(EXTRACTED DATA)

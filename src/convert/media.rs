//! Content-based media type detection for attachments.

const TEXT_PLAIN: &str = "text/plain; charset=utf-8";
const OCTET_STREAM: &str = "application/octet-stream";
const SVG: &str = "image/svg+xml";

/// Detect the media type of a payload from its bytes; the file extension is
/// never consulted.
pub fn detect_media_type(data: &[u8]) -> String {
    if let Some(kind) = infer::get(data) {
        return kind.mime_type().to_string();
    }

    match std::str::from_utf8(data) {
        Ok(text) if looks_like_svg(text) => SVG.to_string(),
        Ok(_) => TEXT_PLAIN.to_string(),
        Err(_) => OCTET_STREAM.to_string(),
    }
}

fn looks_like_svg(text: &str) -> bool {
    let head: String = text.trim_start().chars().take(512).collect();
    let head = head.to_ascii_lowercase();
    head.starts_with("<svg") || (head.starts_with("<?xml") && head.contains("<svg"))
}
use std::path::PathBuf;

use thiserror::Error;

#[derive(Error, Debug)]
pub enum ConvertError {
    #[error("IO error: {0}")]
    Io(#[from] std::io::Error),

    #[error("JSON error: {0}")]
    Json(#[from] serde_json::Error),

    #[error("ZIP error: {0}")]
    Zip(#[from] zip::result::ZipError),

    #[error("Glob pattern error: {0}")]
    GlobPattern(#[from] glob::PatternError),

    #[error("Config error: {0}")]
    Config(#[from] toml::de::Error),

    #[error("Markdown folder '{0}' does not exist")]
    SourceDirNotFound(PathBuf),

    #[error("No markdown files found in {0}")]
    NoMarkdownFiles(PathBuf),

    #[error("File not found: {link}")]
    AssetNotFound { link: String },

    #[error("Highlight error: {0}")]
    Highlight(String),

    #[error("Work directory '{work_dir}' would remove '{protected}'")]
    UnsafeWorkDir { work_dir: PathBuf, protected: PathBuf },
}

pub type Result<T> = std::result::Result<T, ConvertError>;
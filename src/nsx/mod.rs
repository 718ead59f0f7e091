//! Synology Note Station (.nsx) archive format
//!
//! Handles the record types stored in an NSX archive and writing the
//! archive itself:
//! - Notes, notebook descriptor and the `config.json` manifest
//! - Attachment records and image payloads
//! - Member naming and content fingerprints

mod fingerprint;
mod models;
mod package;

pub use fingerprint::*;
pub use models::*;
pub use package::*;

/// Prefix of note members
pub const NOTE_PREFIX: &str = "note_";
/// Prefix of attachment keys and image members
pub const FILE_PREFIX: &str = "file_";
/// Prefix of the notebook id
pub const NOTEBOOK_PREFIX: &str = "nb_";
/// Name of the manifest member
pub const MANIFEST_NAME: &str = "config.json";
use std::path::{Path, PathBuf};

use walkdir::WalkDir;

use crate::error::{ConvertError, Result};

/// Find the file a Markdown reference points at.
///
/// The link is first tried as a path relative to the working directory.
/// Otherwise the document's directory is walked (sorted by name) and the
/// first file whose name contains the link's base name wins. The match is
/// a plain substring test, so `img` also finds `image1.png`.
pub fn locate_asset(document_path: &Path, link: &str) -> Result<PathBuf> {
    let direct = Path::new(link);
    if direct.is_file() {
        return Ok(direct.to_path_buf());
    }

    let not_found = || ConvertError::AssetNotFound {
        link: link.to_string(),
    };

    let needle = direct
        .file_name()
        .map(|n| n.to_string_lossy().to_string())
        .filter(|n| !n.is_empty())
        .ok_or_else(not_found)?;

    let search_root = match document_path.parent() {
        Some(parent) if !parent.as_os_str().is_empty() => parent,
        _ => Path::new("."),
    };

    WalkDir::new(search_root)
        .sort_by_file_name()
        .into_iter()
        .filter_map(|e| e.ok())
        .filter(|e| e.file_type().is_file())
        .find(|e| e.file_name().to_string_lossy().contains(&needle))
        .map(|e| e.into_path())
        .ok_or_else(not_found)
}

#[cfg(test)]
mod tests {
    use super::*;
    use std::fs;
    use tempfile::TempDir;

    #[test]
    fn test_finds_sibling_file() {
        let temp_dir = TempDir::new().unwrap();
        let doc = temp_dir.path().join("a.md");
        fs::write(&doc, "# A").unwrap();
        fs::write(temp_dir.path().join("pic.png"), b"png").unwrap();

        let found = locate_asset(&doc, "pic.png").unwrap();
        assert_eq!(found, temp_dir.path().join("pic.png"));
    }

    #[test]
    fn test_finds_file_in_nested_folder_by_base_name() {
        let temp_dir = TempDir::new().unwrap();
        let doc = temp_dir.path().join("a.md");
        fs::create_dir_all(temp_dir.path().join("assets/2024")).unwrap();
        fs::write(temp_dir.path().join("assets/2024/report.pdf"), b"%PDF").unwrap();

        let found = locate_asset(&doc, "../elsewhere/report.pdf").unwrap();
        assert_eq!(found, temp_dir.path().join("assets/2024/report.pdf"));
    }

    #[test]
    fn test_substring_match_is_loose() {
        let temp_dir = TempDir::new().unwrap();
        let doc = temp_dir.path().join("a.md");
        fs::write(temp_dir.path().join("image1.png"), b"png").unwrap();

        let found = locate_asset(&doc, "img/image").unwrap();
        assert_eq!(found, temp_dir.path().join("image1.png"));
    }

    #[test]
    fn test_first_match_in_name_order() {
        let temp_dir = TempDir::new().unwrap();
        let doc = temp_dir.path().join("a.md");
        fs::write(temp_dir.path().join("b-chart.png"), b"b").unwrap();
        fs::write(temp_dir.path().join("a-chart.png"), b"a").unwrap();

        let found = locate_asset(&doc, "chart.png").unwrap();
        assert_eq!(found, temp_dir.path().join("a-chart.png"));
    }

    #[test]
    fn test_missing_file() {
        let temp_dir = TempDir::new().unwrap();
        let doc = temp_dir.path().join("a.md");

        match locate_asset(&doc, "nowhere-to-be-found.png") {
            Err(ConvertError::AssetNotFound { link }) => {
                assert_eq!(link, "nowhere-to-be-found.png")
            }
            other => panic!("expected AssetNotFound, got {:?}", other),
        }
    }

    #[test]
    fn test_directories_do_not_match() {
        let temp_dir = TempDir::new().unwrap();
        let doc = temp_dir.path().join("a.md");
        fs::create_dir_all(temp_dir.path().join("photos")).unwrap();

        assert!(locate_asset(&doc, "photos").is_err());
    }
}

(End EXTRACTED DATA)

TASK INSTRUCTIONS: A word-for-word copy of the material is required.

SOLUTION TO THE EXERCISE:
filename src/convert/media.rs
//! Content-based media type detection for attachments.

const TEXT_PLAIN: &str = "text/plain; charset=utf-8";
const OCTET_STREAM: &str = "application/octet-stream";
const SVG: &str = "image/svg+xml";

/// Detect the media type of a payload from its bytes; the file extension is
/// never consulted.
pub fn detect_media_type(data: &[u8]) -> String {
    if let Some(kind) = infer::get(data) {
        return kind.mime_type().to_string();
    }

    match std::str::from_utf8(data) {
        Ok(text) if looks_like_svg(text) => SVG.to_string(),
        Ok(_) => TEXT_PLAIN.to_string(),
        Err(_) => OCTET_STREAM.to_string(),
    }
}

fn looks_like_svg(text: &str) -> bool {
    let head: String = text.trim_start().chars().take(512).collect();
    let head = head.to_ascii_lowercase();
    head.starts_with("<svg") || (head.starts_with("<?xml") && head.contains("<svg"))
}
use std::path::PathBuf;

use thiserror::Error;

#[derive(Error, Debug)]
pub enum ConvertError {
    #[error("IO error: {0}")]
    Io(#[from] std::io::Error),

    #[error("JSON error: {0}")]
    Json(#[from] serde_json::Error),

    #[error("ZIP error: {0}")]
    Zip(#[from] zip::result::ZipError),

    #[error("Glob pattern error: {0}")]
    GlobPattern(#[from] glob::PatternError),

    #[error("Config error: {0}")]
    Config(#[from] toml::de::Error),

    #[error("Markdown folder '{0}' does not exist")]
    SourceDirNotFound(PathBuf),

    #[error("No markdown files found in {0}")]
    NoMarkdownFiles(PathBuf),

    #[error("File not found: {link}")]
    AssetNotFound { link: String },

    #[error("Highlight error: {0}")]
    Highlight(String),

    #[error("Work directory '{work_dir}' would remove '{protected}'")]
    UnsafeWorkDir { work_dir: PathBuf, protected: PathBuf },
}

pub type Result<T> = std::result::Result<T, ConvertError>;
filename src/nsx/mod.rs
repository 718ead59f0f7e091
//! Synology Note Station (.nsx) archive format
//!
//! Handles the record types stored in an NSX archive and writing the
//! archive itself:
//! - Notes, notebook descriptor and the `config.json` manifest
//! - Attachment records and image payloads
//! - Member naming and content fingerprints

mod fingerprint;
mod models;
mod package;

pub use fingerprint::*;
pub use models::*;
pub use package::*;

/// Prefix of note members
pub const NOTE_PREFIX: &str = "note_";
/// Prefix of attachment keys and image members
pub const FILE_PREFIX: &str = "file_";
/// Prefix of the notebook id
pub const NOTEBOOK_PREFIX: &str = "nb_";
/// Name of the manifest member
pub const MANIFEST_NAME: &str = "config.json";
use std::path::{Path, PathBuf};

use walkdir::WalkDir;

use crate::error::{ConvertError, Result};

/// Find the file a Markdown reference points at.
///
/// The link is first tried as a path relative to the working directory.
/// Otherwise the document's directory is walked (sorted by name) and the
/// first file whose name contains the link's base name wins. The match is
/// a plain substring test, so `img` also finds `image1.png`.
pub fn locate_asset(document_path: &Path, link: &str) -> Result<PathBuf> {
    let direct = Path::new(link);
    if direct.is_file() {
        return Ok(direct.to_path_buf());
    }

    let not_found = || ConvertError::AssetNotFound {
        link: link.to_string(),
    };

    let needle = direct
        .file_name()
        .map(|n| n.to_string_lossy().to_string())
        .filter(|n| !n.is_empty())
        .ok_or_else(not_found)?;

    let search_root = match document_path.parent() {
        Some(parent) if !parent.as_os_str().is_empty() => parent,
        _ => Path::new("."),
    };

    WalkDir::new(search_root)
        .sort_by_file_name()
        .into_iter()
        .filter_map(|e| e.ok())
        .filter(|e| e.file_type().is_file())
        .find(|e| e.file_name().to_string_lossy().contains(&needle))
        .map(|e| e.into_path())
        .ok_or_else(not_found)
}

#[cfg(test)]
mod tests {
    use super::*;
    use std::fs;
    use tempfile::TempDir;

    #[test]
    fn test_finds_sibling_file() {
        let temp_dir = TempDir::new().unwrap();
        let doc = temp_dir.path().join("a.md");
        fs::write(&doc, "# A").unwrap();
        fs::write(temp_dir.path().join("pic.png"), b"png").unwrap();

        let found = locate_asset(&doc, "pic.png").unwrap();
        assert_eq!(found, temp_dir.path().join("pic.png"));
    }

    #[test]
    fn test_finds_file_in_nested_folder_by_base_name() {
        let temp_dir = TempDir::new().unwrap();
        let doc = temp_dir.path().join("a.md");
        fs::create_dir_all(temp_dir.path().join("assets/2024")).unwrap();
        fs::write(temp_dir.path().join("assets/2024/report.pdf"), b"%PDF").unwrap();

        let found = locate_asset(&doc, "../elsewhere/report.pdf").unwrap();
        assert_eq!(found, temp_dir.path().join("assets/2024/report.pdf"));
    }

    #[test]
    fn test_substring_match_is_loose() {
        let temp_dir = TempDir::new().unwrap();
        let doc = temp_dir.path().join("a.md");
        fs::write(temp_dir.path().join("image1.png"), b"png").unwrap();

        let found = locate_asset(&doc, "img/image").unwrap();
        assert_eq!(found, temp_dir.path().join("image1.png"));
    }

    #[test]
    fn test_first_match_in_name_order() {
        let temp_dir = TempDir::new().unwrap();
        let doc = temp_dir.path().join("a.md");
        fs::write(temp_dir.path().join("b-chart.png"), b"b").unwrap();
        fs::write(temp_dir.path().join("a-chart.png"), b"a").unwrap();

        let found = locate_asset(&doc, "chart.png").unwrap();
        assert_eq!(found, temp_dir.path().join("a-chart.png"));
    }

    #[test]
    fn test_missing_file() {
        let temp_dir = TempDir::new().unwrap();
        let doc = temp_dir.path().join("a.md");

        match locate_asset(&doc, "nowhere-to-be-found.png") {
            Err(ConvertError::AssetNotFound { link }) => {
                assert_eq!(link, "nowhere-to-be-found.png")
            }
            other => panic!("expected AssetNotFound, got {:?}", other),
        }
    }

    #[test]
    fn test_directories_do_not_match() {
        let temp_dir = TempDir::new().unwrap();
        let doc = temp_dir.path().join("a.md");
        fs::create_dir_all(temp_dir.path().join("photos")).unwrap();

        assert!(locate_asset(&doc, "photos").is_err());
    }
}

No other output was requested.